◆ **Prompt**:
Go to the line holding "ease of import." in the entries below and write out exactly every line down to and including the line holding "pub fn ship_type(&self)".

Collected data entries:
○ ○ ○ ○

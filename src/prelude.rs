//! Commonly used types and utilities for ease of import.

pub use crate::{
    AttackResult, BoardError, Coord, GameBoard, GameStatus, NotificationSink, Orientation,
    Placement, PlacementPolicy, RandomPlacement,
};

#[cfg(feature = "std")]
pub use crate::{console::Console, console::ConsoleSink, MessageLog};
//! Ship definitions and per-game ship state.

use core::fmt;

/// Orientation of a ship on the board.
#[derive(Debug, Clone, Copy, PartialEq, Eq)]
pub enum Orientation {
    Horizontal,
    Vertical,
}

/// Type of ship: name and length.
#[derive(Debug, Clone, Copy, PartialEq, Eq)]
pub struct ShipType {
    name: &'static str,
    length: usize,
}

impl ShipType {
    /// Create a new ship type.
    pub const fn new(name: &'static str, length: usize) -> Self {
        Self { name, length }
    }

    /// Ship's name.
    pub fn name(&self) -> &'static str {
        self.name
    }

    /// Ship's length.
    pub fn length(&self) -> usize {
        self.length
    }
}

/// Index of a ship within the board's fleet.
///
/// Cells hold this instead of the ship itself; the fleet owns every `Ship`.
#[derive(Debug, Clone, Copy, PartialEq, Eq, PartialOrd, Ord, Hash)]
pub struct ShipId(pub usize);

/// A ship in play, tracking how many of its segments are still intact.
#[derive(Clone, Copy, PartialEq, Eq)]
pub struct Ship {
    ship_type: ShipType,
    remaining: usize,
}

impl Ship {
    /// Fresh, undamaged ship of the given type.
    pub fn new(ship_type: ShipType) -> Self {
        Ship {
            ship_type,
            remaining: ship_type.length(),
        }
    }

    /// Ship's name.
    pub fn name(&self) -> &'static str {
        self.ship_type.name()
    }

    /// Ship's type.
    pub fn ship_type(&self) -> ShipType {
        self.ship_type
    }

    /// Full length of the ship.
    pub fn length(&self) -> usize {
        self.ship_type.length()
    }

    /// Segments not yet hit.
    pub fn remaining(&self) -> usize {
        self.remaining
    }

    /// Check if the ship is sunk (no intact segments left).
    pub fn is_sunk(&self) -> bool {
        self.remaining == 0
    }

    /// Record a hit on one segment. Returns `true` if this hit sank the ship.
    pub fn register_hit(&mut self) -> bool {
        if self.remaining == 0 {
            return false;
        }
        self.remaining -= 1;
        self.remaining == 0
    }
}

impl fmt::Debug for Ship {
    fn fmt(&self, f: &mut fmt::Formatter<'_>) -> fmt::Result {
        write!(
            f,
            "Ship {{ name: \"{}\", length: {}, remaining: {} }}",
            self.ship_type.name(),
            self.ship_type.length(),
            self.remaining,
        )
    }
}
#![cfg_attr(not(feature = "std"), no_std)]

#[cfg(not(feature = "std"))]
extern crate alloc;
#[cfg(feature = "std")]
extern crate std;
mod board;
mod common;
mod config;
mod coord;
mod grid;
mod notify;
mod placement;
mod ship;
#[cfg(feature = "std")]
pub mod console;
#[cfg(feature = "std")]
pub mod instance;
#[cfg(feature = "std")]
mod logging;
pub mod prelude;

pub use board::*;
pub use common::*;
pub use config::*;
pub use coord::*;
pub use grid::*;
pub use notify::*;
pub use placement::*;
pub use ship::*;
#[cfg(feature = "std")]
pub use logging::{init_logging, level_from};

○ ○ ○ ○

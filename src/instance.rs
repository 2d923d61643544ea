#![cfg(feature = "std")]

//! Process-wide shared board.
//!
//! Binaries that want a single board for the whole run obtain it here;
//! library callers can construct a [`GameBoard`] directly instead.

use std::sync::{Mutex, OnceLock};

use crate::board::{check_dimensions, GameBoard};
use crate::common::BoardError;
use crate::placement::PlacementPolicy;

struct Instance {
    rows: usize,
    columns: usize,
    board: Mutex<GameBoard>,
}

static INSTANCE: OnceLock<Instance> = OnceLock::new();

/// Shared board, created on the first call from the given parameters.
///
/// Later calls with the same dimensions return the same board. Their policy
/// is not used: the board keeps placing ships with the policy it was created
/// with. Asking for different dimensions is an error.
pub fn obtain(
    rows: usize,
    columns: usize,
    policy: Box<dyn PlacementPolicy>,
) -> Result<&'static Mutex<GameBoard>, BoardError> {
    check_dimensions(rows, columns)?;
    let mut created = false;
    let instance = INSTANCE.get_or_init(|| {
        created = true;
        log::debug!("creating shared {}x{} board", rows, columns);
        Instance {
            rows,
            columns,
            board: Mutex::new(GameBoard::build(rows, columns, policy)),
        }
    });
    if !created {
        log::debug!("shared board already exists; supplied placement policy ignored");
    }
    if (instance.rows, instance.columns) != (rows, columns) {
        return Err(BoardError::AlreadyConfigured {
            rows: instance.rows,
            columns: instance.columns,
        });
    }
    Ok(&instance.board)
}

○ ○ ○ ○

◆ **Response to the task**:
//! Commonly used types and utilities for ease of import.

pub use crate::{
    AttackResult, BoardError, Coord, GameBoard, GameStatus, NotificationSink, Orientation,
    Placement, PlacementPolicy, RandomPlacement,
};

#[cfg(feature = "std")]
pub use crate::{console::Console, console::ConsoleSink, MessageLog};
//! Ship definitions and per-game ship state.

use core::fmt;

/// Orientation of a ship on the board.
#[derive(Debug, Clone, Copy, PartialEq, Eq)]
pub enum Orientation {
    Horizontal,
    Vertical,
}

/// Type of ship: name and length.
#[derive(Debug, Clone, Copy, PartialEq, Eq)]
pub struct ShipType {
    name: &'static str,
    length: usize,
}

impl ShipType {
    /// Create a new ship type.
    pub const fn new(name: &'static str, length: usize) -> Self {
        Self { name, length }
    }

    /// Ship's name.
    pub fn name(&self) -> &'static str {
        self.name
    }

    /// Ship's length.
    pub fn length(&self) -> usize {
        self.length
    }
}

/// Index of a ship within the board's fleet.
///
/// Cells hold this instead of the ship itself; the fleet owns every `Ship`.
#[derive(Debug, Clone, Copy, PartialEq, Eq, PartialOrd, Ord, Hash)]
pub struct ShipId(pub usize);

/// A ship in play, tracking how many of its segments are still intact.
#[derive(Clone, Copy, PartialEq, Eq)]
pub struct Ship {
    ship_type: ShipType,
    remaining: usize,
}

impl Ship {
    /// Fresh, undamaged ship of the given type.
    pub fn new(ship_type: ShipType) -> Self {
        Ship {
            ship_type,
            remaining: ship_type.length(),
        }
    }

    /// Ship's name.
    pub fn name(&self) -> &'static str {
        self.ship_type.name()
    }

    /// Ship's type.
    pub fn ship_type(&self) -> ShipType {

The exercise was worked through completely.